Evidence of meeting #17 for Justice and Human Rights in the 45th Parliament, 1st session. (The original version is on Parliament’s site, as are the minutes.) The winning word was c-14.

A recording is available from Parliament.

On the agenda

Members speaking

Before the committee

Dyas  Mayor, City of Kelowna
Veresuk  Executive Director, Regina Downtown Business Improvement District
Campbell  President, Toronto Police Association
Poirier  Vice-President, Federal Government Relations, Retail Council of Canada
MacKinnon  Chairperson, International Downtown Association Canada
Taylor  Senior General Counsel and Director General, Criminal Law Policy Section, Department of Justice
Grbac  Counsel, Criminal Law Policy Section, Department of Justice
Burt  Counsel, Criminal Law Policy Section, Department of Justice
Reynolds  Acting Senior Counsel, Youth Criminal Justice Division, Department of Justice

11 p.m.

Liberal

Anthony Housefather Liberal Mount Royal, QC

Thank you, Mr. Chair.

Obviously, there are charter risks in pretty much any legislation. You take those risks from a very low level, to a medium level, to a high level. In this case, I think I understand better what you're articulating.

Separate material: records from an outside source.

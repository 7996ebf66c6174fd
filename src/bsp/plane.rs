//! Dividing planes and polygon splitting

use crate::bsp::polygon::Polygon;
use crate::float_types::Real;
use nalgebra::{Point3, Vector3};

// Plane classification bit flags
pub const COPLANAR: i8 = 0;
pub const FRONT: i8 = 1;
pub const BACK: i8 = 2;
pub const SPANNING: i8 = 3;

/// A plane `n · p = w` with unit normal `n`.
#[derive(Debug, Clone, PartialEq)]
pub struct Plane {
    pub normal: Vector3<Real>,
    pub w: Real,
}

/// The four buckets produced by [`Plane::split_polygon`].
#[derive(Debug, Clone, Default)]
pub struct SplitPolygon {
    pub coplanar_front: Vec<Polygon>,
    pub coplanar_back: Vec<Polygon>,
    pub front: Vec<Polygon>,
    pub back: Vec<Polygon>,
}

impl Plane {
    /// Create a new plane from normal vector and distance
    pub fn from_normal(normal: Vector3<Real>, w: Real) -> Self {
        Plane {
            normal: normal.normalize(),
            w,
        }
    }

    /// The plane through `point` with the given normal.
    pub fn from_point_normal(point: &Point3<Real>, normal: Vector3<Real>) -> Self {
        let normal = normal.normalize();
        Plane {
            w: normal.dot(&point.coords),
            normal,
        }
    }

    /// Plane through the first vertex of `polygon`, along its normal.
    pub fn from_polygon(polygon: &Polygon) -> Self {
        Self::from_point_normal(&polygon.vertices[0], polygon.normal)
    }

    /// Flip the plane (reverse normal and distance)
    pub fn flip(&mut self) {
        self.normal = -self.normal;
        self.w = -self.w;
    }

    /// Signed distance of `point` from the plane.
    pub fn signed_distance(&self, point: &Point3<Real>) -> Real {
        self.normal.dot(&point.coords) - self.w
    }

    /// Classify a point, snapping distances within `epsilon` to [`COPLANAR`].
    pub fn orient_point(&self, point: &Point3<Real>, epsilon: Real) -> i8 {
        let t = self.signed_distance(point);
        if t < -epsilon {
            BACK
        } else if t > epsilon {
            FRONT
        } else {
            COPLANAR
        }
    }

    /// Splits `polygon` by this plane into four buckets.
    ///
    /// Coplanar polygons go to `coplanar_front` when their normal agrees
    /// with the plane's, `coplanar_back` otherwise. Spanning polygons are cut
    /// along the plane; each part keeps the original normal and is kept only
    /// if it retains at least 3 vertices.
    pub fn split_polygon(&self, polygon: &Polygon, epsilon: Real) -> SplitPolygon {
        let mut result = SplitPolygon::default();

        let types: Vec<i8> = polygon
            .vertices
            .iter()
            .map(|v| self.orient_point(v, epsilon))
            .collect();
        let polygon_type = types.iter().fold(COPLANAR, |acc, &t| acc | t);

        match polygon_type {
            COPLANAR => {
                if self.normal.dot(&polygon.normal) > 0.0 {
                    result.coplanar_front.push(polygon.clone());
                } else {
                    result.coplanar_back.push(polygon.clone());
                }
            },
            FRONT => result.front.push(polygon.clone()),
            BACK => result.back.push(polygon.clone()),
            _ => {
                let count = polygon.vertices.len();
                let mut split_front = Vec::with_capacity(count + 1);
                let mut split_back = Vec::with_capacity(count + 1);

                for i in 0..count {
                    let j = (i + 1) % count;
                    let (type_i, type_j) = (types[i], types[j]);
                    let (vertex_i, vertex_j) = (polygon.vertices[i], polygon.vertices[j]);

                    if type_i != BACK {
                        split_front.push(vertex_i);
                    }
                    if type_i != FRONT {
                        split_back.push(vertex_i);
                    }

                    if (type_i | type_j) == SPANNING {
                        let edge = vertex_j - vertex_i;
                        let t = (self.w - self.normal.dot(&vertex_i.coords))
                            / self.normal.dot(&edge);
                        let intersection = vertex_i + edge * t;
                        split_front.push(intersection);
                        split_back.push(intersection);
                    }
                }

                if split_front.len() >= 3 {
                    result
                        .front
                        .push(Polygon::with_normal(split_front, polygon.normal));
                }
                if split_back.len() >= 3 {
                    result
                        .back
                        .push(Polygon::with_normal(split_back, polygon.normal));
                }
            },
        }

        result
    }
}

#[cfg(test)]
mod tests {
    use super::*;
    use crate::float_types::PLANE_EPSILON;

    fn square(z: Real) -> Polygon {
        Polygon::new(vec![
            Point3::new(-1.0, -1.0, z),
            Point3::new(1.0, -1.0, z),
            Point3::new(1.0, 1.0, z),
            Point3::new(-1.0, 1.0, z),
        ])
    }

    #[test]
    fn classify_sides() {
        let plane = Plane::from_normal(Vector3::z(), 0.0);
        assert_eq!(plane.split_polygon(&square(1.0), PLANE_EPSILON).front.len(), 1);
        assert_eq!(plane.split_polygon(&square(-1.0), PLANE_EPSILON).back.len(), 1);

        let coplanar = plane.split_polygon(&square(0.000001), PLANE_EPSILON);
        assert_eq!(coplanar.coplanar_front.len(), 1);

        let mut flipped = square(0.0);
        flipped.flip();
        assert_eq!(plane.split_polygon(&flipped, PLANE_EPSILON).coplanar_back.len(), 1);
    }

    #[test]
    fn spanning_square_is_cut_in_two() {
        let plane = Plane::from_normal(Vector3::y(), 0.0);
        let split = plane.split_polygon(&square(0.0), PLANE_EPSILON);

        assert!(split.coplanar_front.is_empty() && split.coplanar_back.is_empty());
        assert_eq!(split.front.len(), 1);
        assert_eq!(split.back.len(), 1);
        assert_eq!(split.front[0].vertices.len(), 4);
        assert!(split.front[0].vertices.iter().all(|v| v.y >= -PLANE_EPSILON));
        assert!(split.back[0].vertices.iter().all(|v| v.y <= PLANE_EPSILON));
        assert_eq!(split.front[0].normal, Vector3::z());
    }

    #[test]
    fn vertex_on_plane_goes_to_both_parts() {
        // Triangle with its apex exactly on x = 0
        let triangle = Polygon::new(vec![
            Point3::new(0.0, 1.0, 0.0),
            Point3::new(-1.0, -1.0, 0.0),
            Point3::new(1.0, -1.0, 0.0),
        ]);
        let plane = Plane::from_normal(Vector3::x(), 0.0);
        let split = plane.split_polygon(&triangle, PLANE_EPSILON);
        assert_eq!(split.front[0].vertices.len(), 3);
        assert_eq!(split.back[0].vertices.len(), 3);
    }
}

In previous iterations or in other parts of the bill where you have created a reverse onus, or where we have in the past and now in this bill created a reverse onus, they were all related to the type of offence someone committed. Is that correct? Then basically, the class of offenders would be all of the people in the universe who potentially—because they're charged, but not convicted—committed an offence. The issue here is that it's not everybody in the universe who potentially committed an offence, but it's a class of people, such as all women, all men or all people 18 and under.

Here, we've taken a class of people—all the people who are not Canadian citizens, permanent residents or whatever we call it. We have made it by class of people instead of by offence. For some of the offences we're including in the realm of the Immigration and Refugee Protection Act—and I haven't yet had a chance to carefully review the sections mentioned in this amendment—there are other people in the universe who might commit that offence and who may be Canadian citizens or permanent residents. They would not be subject to the reverse onus, having committed the same offence as the person who is not a Canadian citizen or a permanent resident. That's where there's a charter issue. Is that correct?

11:05 p.m.

Senior General Counsel and Director General, Criminal Law Policy Section, Department of Justice

Matthew Taylor

Yes, I think that's a very useful way of describing it, Mr. Housefather. It would be like saying that individuals from a particular part of Canada, who have committed certain offences, are subject to a reverse onus, but individuals from another part of Canada are not subject to a reverse onus for the same offence.

The Chair Liberal James Maloney

We don't speak just at will here, Mr. Baber. We have a speaking order. If you want to get on that list, I will put you on that list.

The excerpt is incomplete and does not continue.